If I have a smooth, continuous function of 2 variables, z=f(x,y)

I want to show what Δz ≈ (∂z/∂x)Δx + (∂z/∂y)Δy

Most places I've seen call this a definition, but it's not really that obvious. I know that it makes perfect sense geometrically, but I want a little more.

One way I thought of approaching it is to put a tangent plane at the point x0 y0 and show that going along x then along y is like cutting diagonally across to x,y.
Basically I need to show that f(x+Δx ,y+Δy) = f(x+Δx, y) +f(x, y+Δy) - f(x,y).

Unfortunately I'm not good at math, not good at proofs, tired, and a bit busy/lazy :), so I'm calling in the troops.
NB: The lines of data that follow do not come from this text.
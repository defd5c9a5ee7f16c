//! Table mappings for the three persisted types.

use rusqlite::types::Value;
use rusqlite::Row;

use super::dao::Entity;
use crate::models::{Book, Borrow, Member};
use crate::validators::DATE_FORMAT;

impl Entity for Book {
    const TABLE: &'static str = "books";
    const COLUMNS: &'static [&'static str] = &["title", "author", "pages"];
    const LABEL: &'static str = "book";

    fn id(&self) -> i64 {
        self.id
    }

    fn set_id(&mut self, id: i64) {
        self.id = id;
    }

    fn from_row(row: &Row<'_>) -> rusqlite::Result<Self> {
        Ok(Book {
            id: row.get(0)?,
            title: row.get(1)?,
            author: row.get(2)?,
            pages: row.get(3)?,
        })
    }

    fn values(&self) -> Vec<Value> {
        vec![
            self.title.clone().into(),
            self.author.clone().into(),
            self.pages.into(),
        ]
    }
}

impl Entity for Member {
    const TABLE: &'static str = "members";
    const COLUMNS: &'static [&'static str] = &["name", "family"];
    const LABEL: &'static str = "member";

    fn id(&self) -> i64 {
        self.id
    }

    fn set_id(&mut self, id: i64) {
        self.id = id;
    }

    fn from_row(row: &Row<'_>) -> rusqlite::Result<Self> {
        Ok(Member {
            id: row.get(0)?,
            name: row.get(1)?,
            family: row.get(2)?,
        })
    }

    fn values(&self) -> Vec<Value> {
        vec![self.name.clone().into(), self.family.clone().into()]
    }
}

impl Entity for Borrow {
    const TABLE: &'static str = "borrows";
    const COLUMNS: &'static [&'static str] =
        &["member_id", "book_id", "borrow_date", "return_date"];
    const LABEL: &'static str = "borrow";

    fn id(&self) -> i64 {
        self.id
    }

    fn set_id(&mut self, id: i64) {
        self.id = id;
    }

    fn from_row(row: &Row<'_>) -> rusqlite::Result<Self> {
        Ok(Borrow {
            id: row.get(0)?,
            member_id: row.get(1)?,
            book_id: row.get(2)?,
            borrow_date: row.get(3)?,
            return_date: row.get(4)?,
        })
    }

    fn values(&self) -> Vec<Value> {
        vec![
            self.member_id.into(),
            self.book_id.into(),
            self.borrow_date.format(DATE_FORMAT).to_string().into(),
            self.return_date
                .map(|date| date.format(DATE_FORMAT).to_string())
                .into(),
        ]
    }
}
use anyhow::{anyhow, Result};
use chrono::NaiveDate;
use ratatui::text::Line;

use crate::models::{Book, Borrow, Member};
use crate::validators::date_validator;

use super::autocomplete::AutocompleteField;
use super::helpers::field_line;

/// Internal representation of the book form. `id` is set when the form was
/// opened from an existing row, which turns Enter into an edit.
#[derive(Default, Clone)]
pub(crate) struct BookForm {
    pub(crate) id: Option<i64>,
    pub(crate) title: String,
    pub(crate) author: String,
    pub(crate) pages: String,
    pub(crate) active: BookField,
    pub(crate) error: Option<String>,
}

/// Fields available within the book form.
#[derive(Copy, Clone, PartialEq, Eq, Default)]
pub(crate) enum BookField {
    #[default]
    Title,
    Author,
    Pages,
}

impl BookForm {
    /// Populate the form from an existing book when editing.
    pub(crate) fn from_book(book: &Book) -> Self {
        Self {
            id: Some(book.id),
            title: book.title.clone(),
            author: book.author.clone(),
            pages: book.pages.to_string(),
            active: BookField::Title,
            error: None,
        }
    }

    pub(crate) fn next_field(&mut self) {
        self.active = match self.active {
            BookField::Title => BookField::Author,
            BookField::Author => BookField::Pages,
            BookField::Pages => BookField::Title,
        };
    }

    pub(crate) fn previous_field(&mut self) {
        self.active = match self.active {
            BookField::Title => BookField::Pages,
            BookField::Author => BookField::Title,
            BookField::Pages => BookField::Author,
        };
    }

    /// Append a character to the active field. The page count only takes
    /// digits.
    pub(crate) fn push_char(&mut self, ch: char) -> bool {
        match self.active {
            BookField::Pages if !ch.is_ascii_digit() => false,
            _ if ch.is_control() => false,
            BookField::Title => {
                self.title.push(ch);
                true
            }
            BookField::Author => {
                self.author.push(ch);
                true
            }
            BookField::Pages => {
                self.pages.push(ch);
                true
            }
        }
    }

    pub(crate) fn backspace(&mut self) {
        match self.active {
            BookField::Title => self.title.pop(),
            BookField::Author => self.author.pop(),
            BookField::Pages => self.pages.pop(),
        };
    }

    /// Check the inputs are present and typed; the model validators decide the
    /// rest.
    pub(crate) fn parse_inputs(&self) -> Result<(String, String, i64)> {
        let title = self.title.trim();
        if title.is_empty() {
            return Err(anyhow!("Title is required!"));
        }
        let author = self.author.trim();
        if author.is_empty() {
            return Err(anyhow!("Author is required!"));
        }
        let pages_raw = self.pages.trim();
        if pages_raw.is_empty() {
            return Err(anyhow!("Pages is required!"));
        }
        let pages = pages_raw
            .parse::<i64>()
            .map_err(|_| anyhow!("Pages must be an integer!"))?;
        if pages <= 0 {
            return Err(anyhow!("Pages must be greater than 0!"));
        }
        Ok((title.to_string(), author.to_string(), pages))
    }

    pub(crate) fn lines(&self) -> Vec<Line<'static>> {
        vec![
            field_line("Title", &self.title, "<required>", self.active == BookField::Title),
            field_line("Author", &self.author, "<required>", self.active == BookField::Author),
            field_line("Pages", &self.pages, "<required>", self.active == BookField::Pages),
        ]
    }

    /// Row offset and cursor column of the active field.
    pub(crate) fn cursor(&self) -> (u16, usize) {
        match self.active {
            BookField::Title => (0, "Title: ".len() + self.title.chars().count()),
            BookField::Author => (1, "Author: ".len() + self.author.chars().count()),
            BookField::Pages => (2, "Pages: ".len() + self.pages.chars().count()),
        }
    }
}

#[derive(Default, Clone)]
pub(crate) struct MemberForm {
    pub(crate) id: Option<i64>,
    pub(crate) name: String,
    pub(crate) family: String,
    pub(crate) active: MemberField,
    pub(crate) error: Option<String>,
}

#[derive(Copy, Clone, PartialEq, Eq, Default)]
pub(crate) enum MemberField {
    #[default]
    Name,
    Family,
}

impl MemberForm {
    pub(crate) fn from_member(member: &Member) -> Self {
        Self {
            id: Some(member.id),
            name: member.name.clone(),
            family: member.family.clone(),
            active: MemberField::Name,
            error: None,
        }
    }

    /// Swap focus between the two name fields.
    pub(crate) fn toggle_field(&mut self) {
        self.active = match self.active {
            MemberField::Name => MemberField::Family,
            MemberField::Family => MemberField::Name,
        };
    }

    pub(crate) fn push_char(&mut self, ch: char) -> bool {
        if ch.is_control() {
            return false;
        }
        match self.active {
            MemberField::Name => self.name.push(ch),
            MemberField::Family => self.family.push(ch),
        }
        true
    }

    pub(crate) fn backspace(&mut self) {
        match self.active {
            MemberField::Name => self.name.pop(),
            MemberField::Family => self.family.pop(),
        };
    }

    pub(crate) fn parse_inputs(&self) -> Result<(String, String)> {
        let name = self.name.trim();
        if name.is_empty() {
            return Err(anyhow!("Name is required!"));
        }
        let family = self.family.trim();
        if family.is_empty() {
            return Err(anyhow!("Family is required!"));
        }
        Ok((name.to_string(), family.to_string()))
    }

    pub(crate) fn lines(&self) -> Vec<Line<'static>> {
        vec![
            field_line("Name", &self.name, "<required>", self.active == MemberField::Name),
            field_line("Family", &self.family, "<required>", self.active == MemberField::Family),
        ]
    }

    pub(crate) fn cursor(&self) -> (u16, usize) {
        match self.active {
            MemberField::Name => (0, "Name: ".len() + self.name.chars().count()),
            MemberField::Family => (1, "Family: ".len() + self.family.chars().count()),
        }
    }
}

/// Borrow form. Member and book are picked through autocomplete over the
/// `"{id}-..."` labels; the id prefix is what gets saved.
#[derive(Default, Clone)]
pub(crate) struct BorrowForm {
    pub(crate) id: Option<i64>,
    pub(crate) member: AutocompleteField,
    pub(crate) book: AutocompleteField,
    pub(crate) borrow_date: String,
    pub(crate) return_date: String,
    pub(crate) active: BorrowField,
    pub(crate) error: Option<String>,
}

#[derive(Copy, Clone, PartialEq, Eq, Default)]
pub(crate) enum BorrowField {
    #[default]
    Member,
    Book,
    BorrowDate,
    ReturnDate,
}

/// Values a borrow form produces once it parses.
#[derive(Debug)]
pub(crate) struct BorrowInputs {
    pub(crate) member_id: i64,
    pub(crate) book_id: i64,
    pub(crate) borrow_date: NaiveDate,
    pub(crate) return_date: Option<NaiveDate>,
}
Thanks!

 

[tiny-tim]

Hi Curl!

Try starting with f(x+Δx ,y+Δy) - f(x,y)

= f(x+Δx, y+∆y) - f(x+Δx, y) + f(x+Δx, y) - f(x, y).

 

[HallsofIvy]

Another way of looking at it is this: suppose x and y were functions of some parameter, t.

Then f(t)= f(x(t),y(t)) and, by the chain rule,
\frac{df}{dt}= \frac{\partial f}{\partial x}\frac{dx}{dt}+ \frac{\partial f}{\partial y}\frac{dy}{dt}
In terms of the differential, we can write that as
df= \frac{df}{dt}dt= \left(\frac{\partial f}{\partial x}\frac{dx}{dt}+ \frac{\partial f}{\partial y}\frac{dy}{dt}\right)dt= \frac{\partial f}{\partial x}dx+ \frac{\partial f}{\partial y}dy
which is now independent of t.

 

[Curl]

Hi Curl!

Try starting with f(x+Δx ,y+Δy) - f(x,y)

= f(x+Δx, y+∆y) - f(x+Δx, y) + f(x+Δx, y) - f(x, y).

hehehe, clever! thanks.
And yes, I've thought of using the chain rule, but at this point we can't prove the chain rule without proving this. So it's like the chicken and the egg.

 

[Hurkyl]

If I have a smooth, continuous function of 2 variables, z=f(x,y)

I want to show what Δz ≈ (∂z/∂x)Δx + (∂z/∂y)Δy

Most places I've seen call this a definition, but it's not really that obvious. I know that it makes perfect sense geometrically, but I want a little more.

Just FYI, it sounds like what you are really asking for is a demonstration differential approximations are good approximations.